(Your task) Instruction for the entries that follow: retype exactly the lines from the line with "#[derive(Default)]" to the line with "self.annotate(&n.name);", both included, and omit all others.

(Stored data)
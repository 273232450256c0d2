//! TypeScript parser front for the linking and lowering stages.
//!
//! Wraps the standard SWC parser and adds:
//!
//! - text-level preprocessing of `import lazy { .. } from "m"`
//! - construction of the lexical scope tree for a parsed module
//! - parsing of template fragments used by lowering passes
//!
//! The preprocessor rewrites custom syntax at the text level before
//! passing to the standard SWC parser.

pub mod fragment;
pub mod parse;
pub mod preprocess;
pub mod scopes;

pub use fragment::{parse_fragment, Fragment, FragmentError, FragmentKind};
pub use parse::{parse_module, ParseResult};
pub use scopes::{bind_fragment, build_scopes, ScopeBuilder};
//! Tracing setup for `tlc`.
//!
//! Off unless `TL_LOG` or `RUST_LOG` is set. `TL_LOG` wins when both are
//! present and takes the same directives as `RUST_LOG`
//! (`TL_LOG=tl_lower=trace`). `TL_LOG_FORMAT=json` switches from text lines
//! to one JSON object per event. Everything goes to stderr so emitted code
//! on stdout stays clean.

use tracing_subscriber::prelude::*;
use tracing_subscriber::{fmt, EnvFilter, Registry};

#[derive(Debug, Clone, Copy, PartialEq, Eq)]
enum LogFormat {
    Text,
    Json,
}

impl LogFormat {
    fn from_env() -> Self {
        match std::env::var("TL_LOG_FORMAT")
            .unwrap_or_default()
            .to_lowercase()
            .as_str()
        {
            "json" => Self::Json,
            _ => Self::Text,
        }
    }
}

fn build_filter() -> EnvFilter {
    match std::env::var("TL_LOG") {
        Ok(directives) => EnvFilter::builder().parse_lossy(directives),
        Err(_) => EnvFilter::from_default_env(),
    }
}

pub fn init() {
    if std::env::var_os("TL_LOG").is_none() && std::env::var_os("RUST_LOG").is_none() {
        return;
    }

    let filter = build_filter();
    match LogFormat::from_env() {
        LogFormat::Json => {
            let layer = fmt::layer().json().with_writer(std::io::stderr);
            Registry::default().with(filter).with(layer).init();
        }
        LogFormat::Text => {
            tracing_subscriber::fmt()
                .with_env_filter(filter)
                .with_writer(std::io::stderr)
                .init();
        }
    }
}
//! TypeScript AST for the linking and lowering stages.
//!
//! Re-exports the standard SWC AST and adds what the later stages share:
//! - the lexical scope tree produced after parsing ([`ScopeTree`])
//! - node-kind tags and span rewriting for spliced nodes ([`Respan`])
//! - reserved module binding names
//! - front-end feature flags ([`FrontendOptions`])

pub use swc_ecma_ast::*;

mod options;
mod respan;
pub mod scope;

pub use options::FrontendOptions;
pub use respan::{NodeKind, Respan};
pub use scope::{ModuleSlot, Scope, ScopeId, ScopeKind, ScopeTree, Variable, VariableKind};

/// Local name bound by `export default <expr>` and by anonymous default
/// function or class declarations.
pub const DEFAULT_LOCAL_NAME: &str = "*default*";

/// External name of a module's default export.
pub const DEFAULT_EXTERNAL_NAME: &str = "default";

/// Import attribute marking `import lazy { .. }` after preprocessing.
pub const LAZY_ATTRIBUTE_KEY: &str = "lazy";
pub const LAZY_ATTRIBUTE_VALUE: &str = "true";

/// Internal local name of the `n`-th `export * as ns from "m"` in a module.
///
/// The name cannot be written in source, so it never collides with a user
/// binding.
pub fn namespace_export_internal_name(n: u32) -> String {
    format!("=ens{n}")
}
/// Shape of one parameter for signature building.
enum ParamShape<'a> {
    Required,
    Optional,
    Rest(Option<&'a TsType>),
    /// `this` parameters take no argument.
    This,
}

fn param_shape(pat: &Pat) -> ParamShape<'_> {
    match pat {
        Pat::Ident(binding) if &*binding.id.sym == "this" => ParamShape::This,
        Pat::Ident(binding) if binding.id.optional => ParamShape::Optional,
        Pat::Assign(_) => ParamShape::Optional,
        Pat::Rest(rest) => ParamShape::Rest(rest.type_ann.as_deref().map(|a| &*a.type_ann)),
        _ => ParamShape::Required,
    }
}

fn signature<'a>(params: impl IntoIterator<Item = ParamShape<'a>>) -> Signature {
    let mut signature = Signature {
        fixed_count: 0,
        required_count: 0,
        rest: None,
    };
    let mut required_prefix = true;
    for param in params {
        match param {
            ParamShape::This => {}
            ParamShape::Required => {
                signature.fixed_count += 1;
                if required_prefix {
                    signature.required_count += 1;
                }
            }
            ParamShape::Optional => {
                signature.fixed_count += 1;
                required_prefix = false;
            }
            ParamShape::Rest(annotation) => {
                let declared = match annotation {
                    Some(ty) => Box::new(ty.clone()),
                    None => Box::new(TsType::TsArrayType(TsArrayType {
                        span: swc_common::DUMMY_SP,
                        elem_type: any_type(),
                    })),
                };
                signature.rest = array_element(&declared).map(|element| RestParam { declared, element });
                break;
            }
        }
    }
    signature
}

#[derive(Default)]
struct DeclCollector {
    signatures: FxHashMap<Span, Signature>,
    methods: FxHashMap<MethodKey, Signature>,
    annotations: FxHashMap<Span, Box<TsType>>,
}

impl DeclCollector {
    fn annotate(&mut self, pat: &Pat) {
        match pat {
            Pat::Ident(binding) => {
                if let Some(ann) = &binding.type_ann {
                    self.annotations.insert(binding.id.span, ann.type_ann.clone());
                }
            }
            Pat::Assign(assign) => self.annotate(&assign.left),
            _ => {}
        }
    }

    fn function_signature(function: &Function) -> Signature {
        signature(function.params.iter().map(|p| param_shape(&p.pat)))
    }
}

impl Visit for DeclCollector {
    fn visit_fn_decl(&mut self, n: &FnDecl) {
        // With overloads the first declaration is the one in scope.
        self.signatures
            .entry(n.ident.span)
            .or_insert_with(|| Self::function_signature(&n.function));
        n.visit_children_with(self);
    }

    fn visit_var_declarator(&mut self, n: &VarDeclarator) {
        self.annotate(&n.name);
        // `const c = new C()` is a `C` without saying so.
        if let (Pat::Ident(binding), Some(init)) = (&n.name, &n.init) {
            if let (None, Expr::New(new)) = (&binding.type_ann, &**init) {
                if let Expr::Ident(class) = &*new.callee {
                    self.annotations.insert(binding.id.span, class_type(class));
                }
            }
        }
        if let (Pat::Ident(binding), Some(init)) = (&n.name, &n.init) {
            let signature = match &**init {
                Expr::Arrow(arrow) => Some(signature(arrow.params.iter().map(param_shape))),
                Expr::Fn(f) => Some(Self::function_signature(&f.function)),
                _ => None,
            };
            if let Some(signature) = signature {
                self.signatures.insert(binding.id.span, signature);
            }
        }
        n.visit_children_with(self);
    }

    fn visit_param(&mut self, n: &Param) {
        self.annotate(&n.pat);
        n.visit_children_with(self);
    }

    fn visit_arrow_expr(&mut self, n: &ArrowExpr) {
        for param in &n.params {
            self.annotate(param);
        }
        n.visit_children_with(self);
    }

    fn visit_class_decl(&mut self, n: &ClassDecl) {
        let constructor = n.class.body.iter().find_map(|member| match member {
            ClassMember::Constructor(c) => Some(c),
            _ => None,
        });
        let signature = match constructor {
            Some(c) => signature(c.params.iter().map(|param| match param {
                ParamOrTsParamProp::Param(p) => param_shape(&p.pat),
                ParamOrTsParamProp::TsParamProp(_) => ParamShape::Required,
            })),
            None => Signature {
                fixed_count: 0,
                required_count: 0,
                rest: None,
            },
        };
        self.signatures.insert(n.ident.span, signature);
        for member in &n.class.body {
            let ClassMember::Method(method) = member else { continue };
            let PropName::Ident(name) = &method.key else { continue };
            if method.kind != MethodKind::Method {
                continue;
            }
            self.methods
                .entry((n.ident.span, method.is_static, name.sym.to_string()))
                .or_insert_with(|| Self::function_signature(&method.function));
        }
        n.visit_children_with(self);
    }
}
impl Linker {
    fn record(&mut self, type_only: bool) -> &mut ModuleRecord {
        if type_only {
            &mut self.out.type_record
        } else {
            &mut self.out.record
        }
    }

    fn report(&mut self, span: Span, kind: LinkErrorKind) {
        tracing::debug!(?span, %kind, "link diagnostic");
        self.out.diagnostics.push(LinkDiagnostic { span, kind });
    }

    fn source(&mut self, src: &Str) -> Option<String> {
        let source = src.value.as_str().map(str::to_string);
        if source.is_none() {
            self.report(src.span, LinkErrorKind::InvalidModuleSpecifier);
        }
        source
    }

    fn add_local_export(&mut self, type_only: bool, entry: ExportEntry) {
        let span = entry.export_site;
        let name = entry.export_name.clone().unwrap_or_default();
        if !self.record(type_only).add_local_export_entry(entry) {
            self.report(span, LinkErrorKind::DuplicateExport(name));
        }
    }

    fn add_indirect_export(&mut self, type_only: bool, entry: ExportEntry) {
        let span = entry.export_site;
        let name = entry.export_name.clone().unwrap_or_default();
        if !self.record(type_only).add_indirect_export_entry(entry) {
            self.report(span, LinkErrorKind::DuplicateExport(name));
        }
    }

    fn link_decl(&mut self, decl: &ModuleDecl) {
        match decl {
            ModuleDecl::Import(import) => self.link_import(import),
            ModuleDecl::ExportNamed(named) => self.link_named_export(named),
            ModuleDecl::ExportAll(all) => {
                let Some(source) = self.source(&all.src) else { return };
                let record = self.record(all.type_only);
                let request = record.add_module_request(source, false);
                record.add_star_export_entry(ExportEntry::star(request, all.span));
            }
            ModuleDecl::ExportDecl(export) => self.link_export_decl(export),
            ModuleDecl::ExportDefaultDecl(export) => {
                let (ident, span) = match &export.decl {
                    DefaultDecl::Fn(f) if f.function.body.is_none() => return,
                    DefaultDecl::Fn(f) => (f.ident.as_ref(), f.function.span),
                    DefaultDecl::Class(c) => (c.ident.as_ref(), c.class.span),
                    DefaultDecl::TsInterfaceDecl(_) => return,
                };
                let local = ident.map_or_else(|| DEFAULT_LOCAL_NAME.to_string(), |i| i.sym.to_string());
                let local_site = ident.map_or(span, |i| i.span);
                self.add_local_export(
                    false,
                    ExportEntry::local(DEFAULT_EXTERNAL_NAME, local, export.span, local_site),
                );
            }
            ModuleDecl::ExportDefaultExpr(export) => {
                self.add_local_export(
                    false,
                    ExportEntry::local(DEFAULT_EXTERNAL_NAME, DEFAULT_LOCAL_NAME, export.span, export.span),
                );
            }
            ModuleDecl::TsImportEquals(_) | ModuleDecl::TsExportAssignment(_) | ModuleDecl::TsNamespaceExport(_) => {
                tracing::trace!(span = ?decl.span(), "declaration does not take part in linkage");
            }
            #[allow(unreachable_patterns)]
            _ => {}
        }
    }

    fn link_import(&mut self, import: &ImportDecl) {
        let Some(source) = self.source(&import.src) else { return };
        let lazy = is_lazy(import.with.as_deref());

        if import.specifiers.is_empty() {
            self.record(import.type_only).add_module_request(source, lazy);
            return;
        }

        for specifier in &import.specifiers {
            match specifier {
                ImportSpecifier::Named(named) => {
                    let import_name = match &named.imported {
                        Some(imported) => match module_export_name(imported) {
                            Some(name) => name,
                            None => {
                                self.report(imported.span(), LinkErrorKind::InvalidModuleSpecifier);
                                continue;
                            }
                        },
                        None => named.local.sym.to_string(),
                    };
                    let import_site = named.imported.as_ref().map_or(named.local.span, |i| i.span());
                    let record = self.record(import.type_only || named.is_type_only);
                    let request = record.add_module_request(source.clone(), lazy);
                    record.add_import_entry(ImportEntry::named(
                        request,
                        named.local.sym.to_string(),
                        import_name,
                        named.local.span,
                        import_site,
                    ));
                }
                // Laziness only applies to named specifiers.
                ImportSpecifier::Default(default) => {
                    let record = self.record(import.type_only);
                    let request = record.add_module_request(source.clone(), false);
                    record.add_import_entry(ImportEntry::named(
                        request,
                        default.local.sym.to_string(),
                        DEFAULT_EXTERNAL_NAME,
                        default.local.span,
                        default.span,
                    ));
                }
                ImportSpecifier::Namespace(namespace) => {
                    let record = self.record(import.type_only);
                    let request = record.add_module_request(source.clone(), false);
                    record.add_star_import_entry(ImportEntry::namespace(
                        request,
                        namespace.local.sym.to_string(),
                        namespace.local.span,
                    ));
                }
            }
        }
    }

    fn link_named_export(&mut self, named: &NamedExport) {
        let source = match &named.src {
            Some(src) => match self.source(src) {
                Some(source) => Some(source),
                None => return,
            },
            None => None,
        };

        for specifier in &named.specifiers {
            match specifier {
                ExportSpecifier::Named(s) => {
                    let type_only = named.type_only || s.is_type_only;
                    let Some(orig) = module_export_name(&s.orig) else {
                        self.report(s.orig.span(), LinkErrorKind::InvalidModuleSpecifier);
                        continue;
                    };
                    let exported = match &s.exported {
                        Some(exported) => match module_export_name(exported) {
                            Some(name) => name,
                            None => {
                                self.report(exported.span(), LinkErrorKind::InvalidModuleSpecifier);
                                continue;
                            }
                        },
                        None => orig.clone(),
                    };
                    let export_site = s.exported.as_ref().map_or(s.orig.span(), |e| e.span());
                    match &source {
                        None => self.add_local_export(
                            type_only,
                            ExportEntry::local(exported, orig, export_site, s.orig.span()),
                        ),
                        Some(source) => {
                            let request = self.record(type_only).add_module_request(source.clone(), false);
                            self.add_indirect_export(
                                type_only,
                                ExportEntry::indirect(request, exported, orig, export_site),
                            );
                        }
                    }
                }
                ExportSpecifier::Namespace(s) => {
                    let Some(source) = &source else { continue };
                    // `export * as ns from "m"` binds the namespace under a
                    // name no source can spell, then exports that local. The
                    // scope builder numbers these names the same way.
                    let internal = namespace_export_internal_name(self.namespace_exports);
                    self.namespace_exports += 1;
                    let Some(exported) = module_export_name(&s.name) else {
                        self.report(s.name.span(), LinkErrorKind::InvalidModuleSpecifier);
                        continue;
                    };
                    let record = self.record(named.type_only);
                    let request = record.add_module_request(source.clone(), false);
                    record.add_star_import_entry(ImportEntry::namespace(request, internal.clone(), s.span));
                    self.add_local_export(
                        named.type_only,
                        ExportEntry::local(exported, internal, s.name.span(), s.span),
                    );
                }
                ExportSpecifier::Default(s) => {
                    let Some(source) = &source else { continue };
                    let request = self.record(named.type_only).add_module_request(source.clone(), false);
                    self.add_indirect_export(
                        named.type_only,
                        ExportEntry::indirect(request, s.exported.sym.to_string(), DEFAULT_EXTERNAL_NAME, s.exported.span),
                    );
                }
            }
        }
    }

    fn link_export_decl(&mut self, export: &ExportDecl) {
        let mut names: Vec<&Ident> = Vec::new();
        match &export.decl {
            Decl::Var(var) => {
                for declarator in &var.decls {
                    binding_idents(&declarator.name, &mut names);
                }
            }
            // Overload signatures carry no binding of their own.
            Decl::Fn(f) if f.function.body.is_none() && !f.declare => return,
            Decl::Fn(f) => names.push(&f.ident),
            Decl::Class(c) => names.push(&c.ident),
            Decl::TsEnum(e) => names.push(&e.id),
            _ => return,
        }
        for ident in names {
            self.add_local_export(
                false,
                ExportEntry::local(ident.sym.to_string(), ident.sym.to_string(), ident.span, ident.span),
            );
        }
    }
}
//! Scope construction for parsed modules and spliced fragments.

use swc_common::{Span, Spanned};
use swc_ecma_ast::*;
use swc_ecma_visit::{Visit, VisitWith};
use tl_ast::{namespace_export_internal_name, ScopeId, ScopeKind, ScopeTree, VariableKind, DEFAULT_LOCAL_NAME};

use crate::fragment::Fragment;

/// Build the lexical scope tree of a module.
pub fn build_scopes(module: &Module) -> ScopeTree {
    let mut tree = ScopeTree::new(module.span);
    let root = tree.root();
    module.visit_with(&mut ScopeBuilder::new(&mut tree, root));
    tree
}

/// Bind a freshly parsed fragment as if it sat under `scope`.
///
/// Nodes that already own a scope keep it, so binding the same fragment
/// twice is harmless.
pub fn bind_fragment(fragment: &Fragment, tree: &mut ScopeTree, scope: ScopeId) {
    let mut builder = ScopeBuilder::new(tree, scope);
    match fragment {
        Fragment::Expr(expr) => expr.visit_with(&mut builder),
        Fragment::ClassMembers(members) => members.visit_with(&mut builder),
        Fragment::TypeElements(elements) => elements.visit_with(&mut builder),
        Fragment::Items(items) => items.visit_with(&mut builder),
    }
}

/// Visitor that declares bindings into a [`ScopeTree`].
pub struct ScopeBuilder<'t> {
    tree: &'t mut ScopeTree,
    current: ScopeId,
    /// `export * as ns from "m"` declarations seen so far.
    namespace_exports: u32,
}

impl<'t> ScopeBuilder<'t> {
    pub fn new(tree: &'t mut ScopeTree, current: ScopeId) -> Self {
        Self {
            tree,
            current,
            namespace_exports: 0,
        }
    }

    fn declare(&mut self, scope: ScopeId, name: &str, kind: VariableKind, span: Span) {
        if !self.tree.declare(scope, name, kind, span) {
            tracing::trace!(name, "duplicate declaration in scope; keeping the first");
        }
    }

    fn declare_ident(&mut self, ident: &Ident, kind: VariableKind) {
        self.declare(self.current, &ident.sym, kind, ident.span);
    }

    fn declare_pat(&mut self, scope: ScopeId, pat: &Pat, kind: VariableKind) {
        let mut idents = Vec::new();
        binding_idents(pat, &mut idents);
        for ident in idents {
            self.declare(scope, &ident.sym, kind, ident.span);
        }
    }

    /// Run `f` inside the scope owned by the node at `span`.
    fn within(&mut self, kind: ScopeKind, span: Span, f: impl FnOnce(&mut Self)) {
        let scope = self.tree.add_scope(self.current, kind, span);
        let saved = std::mem::replace(&mut self.current, scope);
        f(self);
        self.current = saved;
    }
}

/// Binding identifiers introduced by a pattern, in source order.
pub fn binding_idents<'a>(pat: &'a Pat, out: &mut Vec<&'a Ident>) {
    match pat {
        Pat::Ident(binding) => out.push(&binding.id),
        Pat::Array(array) => {
            for elem in array.elems.iter().flatten() {
                binding_idents(elem, out);
            }
        }
        Pat::Rest(rest) => binding_idents(&rest.arg, out),
        Pat::Object(object) => {
            for prop in &object.props {
                match prop {
                    ObjectPatProp::KeyValue(kv) => binding_idents(&kv.value, out),
                    ObjectPatProp::Assign(assign) => out.push(&assign.key.id),
                    ObjectPatProp::Rest(rest) => binding_idents(&rest.arg, out),
                }
            }
        }
        Pat::Assign(assign) => binding_idents(&assign.left, out),
        Pat::Expr(_) | Pat::Invalid(_) => {}
    }
}

impl Visit for ScopeBuilder<'_> {
    fn visit_import_decl(&mut self, n: &ImportDecl) {
        for specifier in &n.specifiers {
            let local = match specifier {
                ImportSpecifier::Named(s) => &s.local,
                ImportSpecifier::Default(s) => &s.local,
                ImportSpecifier::Namespace(s) => &s.local,
            };
            self.declare_ident(local, VariableKind::Import);
        }
    }

    fn visit_var_decl(&mut self, n: &VarDecl) {
        let (kind, scope) = match n.kind {
            VarDeclKind::Var => (VariableKind::Var, self.tree.function_scope(self.current)),
            VarDeclKind::Let => (VariableKind::Let, self.current),
            VarDeclKind::Const => (VariableKind::Const, self.current),
        };
        for declarator in &n.decls {
            self.declare_pat(scope, &declarator.name, kind);
            declarator.init.visit_with(self);
        }
    }

    fn visit_fn_decl(&mut self, n: &FnDecl) {
        self.declare_ident(&n.ident, VariableKind::Function);
        n.function.visit_with(self);
    }

    fn visit_fn_expr(&mut self, n: &FnExpr) {
        // A named function expression binds its name inside itself.
        self.within(ScopeKind::Function, n.function.span, |this| {
            if let Some(ident) = &n.ident {
                this.declare_ident(ident, VariableKind::Function);
            }
            n.function.visit_with(this);
        });
    }

    fn visit_class_decl(&mut self, n: &ClassDecl) {
        self.declare_ident(&n.ident, VariableKind::Class);
        n.class.visit_with(self);
    }

    fn visit_export_default_decl(&mut self, n: &ExportDefaultDecl) {
        match &n.decl {
            DefaultDecl::Fn(f) => match &f.ident {
                Some(ident) => {
                    self.declare_ident(ident, VariableKind::Function);
                    f.function.visit_with(self);
                }
                None => {
                    self.declare(self.current, DEFAULT_LOCAL_NAME, VariableKind::Function, n.span);
                    f.function.visit_with(self);
                }
            },
            DefaultDecl::Class(c) => {
                match &c.ident {
                    Some(ident) => self.declare_ident(ident, VariableKind::Class),
                    None => self.declare(self.current, DEFAULT_LOCAL_NAME, VariableKind::Class, n.span),
                }
                c.class.visit_with(self);
            }
            DefaultDecl::TsInterfaceDecl(decl) => decl.visit_with(self),
        }
    }

    fn visit_named_export(&mut self, n: &NamedExport) {
        if n.src.is_none() {
            return;
        }
        for specifier in &n.specifiers {
            if let ExportSpecifier::Namespace(s) = specifier {
                let internal = namespace_export_internal_name(self.namespace_exports);
                self.namespace_exports += 1;
                if !n.type_only {
                    self.declare(self.current, &internal, VariableKind::Const, s.span);
                }
            }
        }
    }

    fn visit_export_default_expr(&mut self, n: &ExportDefaultExpr) {
        self.declare(self.current, DEFAULT_LOCAL_NAME, VariableKind::Const, n.span);
        n.expr.visit_with(self);
    }

    fn visit_ts_interface_decl(&mut self, n: &TsInterfaceDecl) {
        self.declare_ident(&n.id, VariableKind::Interface);
        n.visit_children_with(self);
    }

    fn visit_ts_type_alias_decl(&mut self, n: &TsTypeAliasDecl) {
        self.declare_ident(&n.id, VariableKind::TypeAlias);
        n.visit_children_with(self);
    }

    fn visit_ts_enum_decl(&mut self, n: &TsEnumDecl) {
        self.declare_ident(&n.id, VariableKind::Enum);
    }

    fn visit_ts_type_param(&mut self, n: &TsTypeParam) {
        self.declare_ident(&n.name, VariableKind::TypeParam);
    }

    fn visit_function(&mut self, n: &Function) {
        self.within(ScopeKind::Function, n.span, |this| {
            n.decorators.visit_with(this);
            n.type_params.visit_with(this);
            for param in &n.params {
                this.declare_pat(this.current, &param.pat, VariableKind::Param);
                param.visit_with(this);
            }
            n.return_type.visit_with(this);
            // The body block shares the function scope.
            if let Some(body) = &n.body {
                body.stmts.visit_with(this);
            }
        });
    }

    fn visit_arrow_expr(&mut self, n: &ArrowExpr) {
        self.within(ScopeKind::Function, n.span, |this| {
            n.type_params.visit_with(this);
            for param in &n.params {
                this.declare_pat(this.current, param, VariableKind::Param);
                param.visit_with(this);
            }
            n.return_type.visit_with(this);
            match &*n.body {
                BlockStmtOrExpr::BlockStmt(block) => block.stmts.visit_with(this),
                BlockStmtOrExpr::Expr(expr) => expr.visit_with(this),
                #[allow(unreachable_patterns)]
                _ => {}
            }
        });
    }

    fn visit_constructor(&mut self, n: &Constructor) {
        self.within(ScopeKind::Function, n.span, |this| {
            for param in &n.params {
                match param {
                    ParamOrTsParamProp::Param(p) => {
                        this.declare_pat(this.current, &p.pat, VariableKind::Param);
                    }
                    ParamOrTsParamProp::TsParamProp(prop) => match &prop.param {
                        TsParamPropParam::Ident(binding) => {
                            this.declare_ident(&binding.id, VariableKind::Param);
                        }
                        TsParamPropParam::Assign(assign) => {
                            this.declare_pat(this.current, &assign.left, VariableKind::Param);
                        }
                    },
                }
                param.visit_with(this);
            }
            if let Some(body) = &n.body {
                body.stmts.visit_with(this);
            }
        });
    }

    fn visit_block_stmt(&mut self, n: &BlockStmt) {
        self.within(ScopeKind::Block, n.span, |this| n.stmts.visit_with(this));
    }

    fn visit_for_stmt(&mut self, n: &ForStmt) {
        self.within(ScopeKind::Block, n.span, |this| n.visit_children_with(this));
    }

    fn visit_for_in_stmt(&mut self, n: &ForInStmt) {
        self.within(ScopeKind::Block, n.span, |this| {
            visit_for_head(this, &n.left);
            n.right.visit_with(this);
            n.body.visit_with(this);
        });
    }

    fn visit_for_of_stmt(&mut self, n: &ForOfStmt) {
        self.within(ScopeKind::Block, n.span, |this| {
            visit_for_head(this, &n.left);
            n.right.visit_with(this);
            n.body.visit_with(this);
        });
    }

    fn visit_catch_clause(&mut self, n: &CatchClause) {
        self.within(ScopeKind::Block, n.span, |this| {
            if let Some(param) = &n.param {
                this.declare_pat(this.current, param, VariableKind::Let);
            }
            n.body.visit_with(this);
        });
    }
}

fn visit_for_head(builder: &mut ScopeBuilder<'_>, head: &ForHead) {
    match head {
        ForHead::VarDecl(decl) => decl.visit_with(builder),
        ForHead::Pat(pat) => pat.visit_with(builder),
        other => tracing::trace!(span = ?other.span(), "unhandled for-head binding"),
    }
}

#[cfg(test)]
mod tests {
    use super::*;
    use crate::parse::parse_module;
    use tl_ast::FrontendOptions;

    fn scopes(src: &str) -> (Module, ScopeTree) {
        let parsed = parse_module(src, "scopes.ts", &FrontendOptions::default()).unwrap();
        (parsed.module, parsed.scopes)
    }

    #[test]
    fn module_level_declarations() {
        let (_, tree) = scopes(
            "import { a } from \"m\";\nconst b = 1;\nfunction c() {}\nclass D {}\ninterface E {}\nexport default 42;",
        );
        let root = tree.root();
        assert_eq!(tree.find_local(root, "a").unwrap().kind, VariableKind::Import);
        assert_eq!(tree.find_local(root, "b").unwrap().kind, VariableKind::Const);
        assert_eq!(tree.find_local(root, "c").unwrap().kind, VariableKind::Function);
        assert_eq!(tree.find_local(root, "D").unwrap().kind, VariableKind::Class);
        assert!(tree.find_local(root, "E").is_none());
        assert!(tree.lookup_type(root, "E").is_some());
        assert!(tree.find_local(root, DEFAULT_LOCAL_NAME).is_some());
    }

    #[test]
    fn var_hoists_out_of_blocks() {
        let (module, tree) = scopes("function f(p) { if (p) { var v = 1; let l = 2; } }");
        let ModuleItem::Stmt(Stmt::Decl(Decl::Fn(f))) = &module.body[0] else {
            panic!("expected a function");
        };
        let func = tree.scope_of(f.function.span).unwrap();
        assert_eq!(tree.find_local(func, "p").unwrap().kind, VariableKind::Param);
        assert!(tree.find_local(func, "v").is_some());
        assert!(tree.find_local(func, "l").is_none());
    }

    #[test]
    fn destructured_parameters_are_bound() {
        let (module, tree) = scopes("const g = ({ a, b: [c] }, ...rest) => a;");
        let ModuleItem::Stmt(Stmt::Decl(Decl::Var(var))) = &module.body[0] else {
            panic!("expected a variable declaration");
        };
        let Some(init) = &var.decls[0].init else { panic!("expected an initializer") };
        let arrow = tree.scope_of(init.span()).unwrap();
        for name in ["a", "c", "rest"] {
            assert!(tree.find_local(arrow, name).is_some(), "{name} is unbound");
        }
    }

    #[test]
    fn anonymous_default_function_binds_default_local() {
        let (_, tree) = scopes("export default function () {}");
        let default = tree.find_local(tree.root(), DEFAULT_LOCAL_NAME).unwrap();
        assert_eq!(default.kind, VariableKind::Function);
    }

    #[test]
    fn namespace_reexports_bind_their_internal_names() {
        let (_, tree) = scopes("export * as a from \"m\";\nexport * as b from \"o\";");
        let root = tree.root();
        let first = tree.find_local(root, &namespace_export_internal_name(0)).unwrap();
        assert_eq!(first.kind, VariableKind::Const);
        assert!(tree.find_local(root, &namespace_export_internal_name(1)).is_some());
        assert!(tree.find_local(root, &namespace_export_internal_name(2)).is_none());
    }
}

(Exercise solution)
#[derive(Default)]
struct DeclCollector {
    signatures: FxHashMap<Span, Signature>,
    methods: FxHashMap<MethodKey, Signature>,
    annotations: FxHashMap<Span, Box<TsType>>,
}

impl DeclCollector {
    fn annotate(&mut self, pat: &Pat) {
        match pat {
            Pat::Ident(binding) => {
                if let Some(ann) = &binding.type_ann {
                    self.annotations.insert(binding.id.span, ann.type_ann.clone());
                }
            }
            Pat::Assign(assign) => self.annotate(&assign.left),
            _ => {}
        }
    }

    fn function_signature(function: &Function) -> Signature {
        signature(function.params.iter().map(|p| param_shape(&p.pat)))
    }
}

impl Visit for DeclCollector {
    fn visit_fn_decl(&mut self, n: &FnDecl) {
        // With overloads the first declaration is the one in scope.
        self.signatures
            .entry(n.ident.span)
            .or_insert_with(|| Self::function_signature(&n.function));
        n.visit_children_with(self);
    }

    fn visit_var_declarator(&mut self, n: &VarDeclarator) {
        self.annotate(&n.name);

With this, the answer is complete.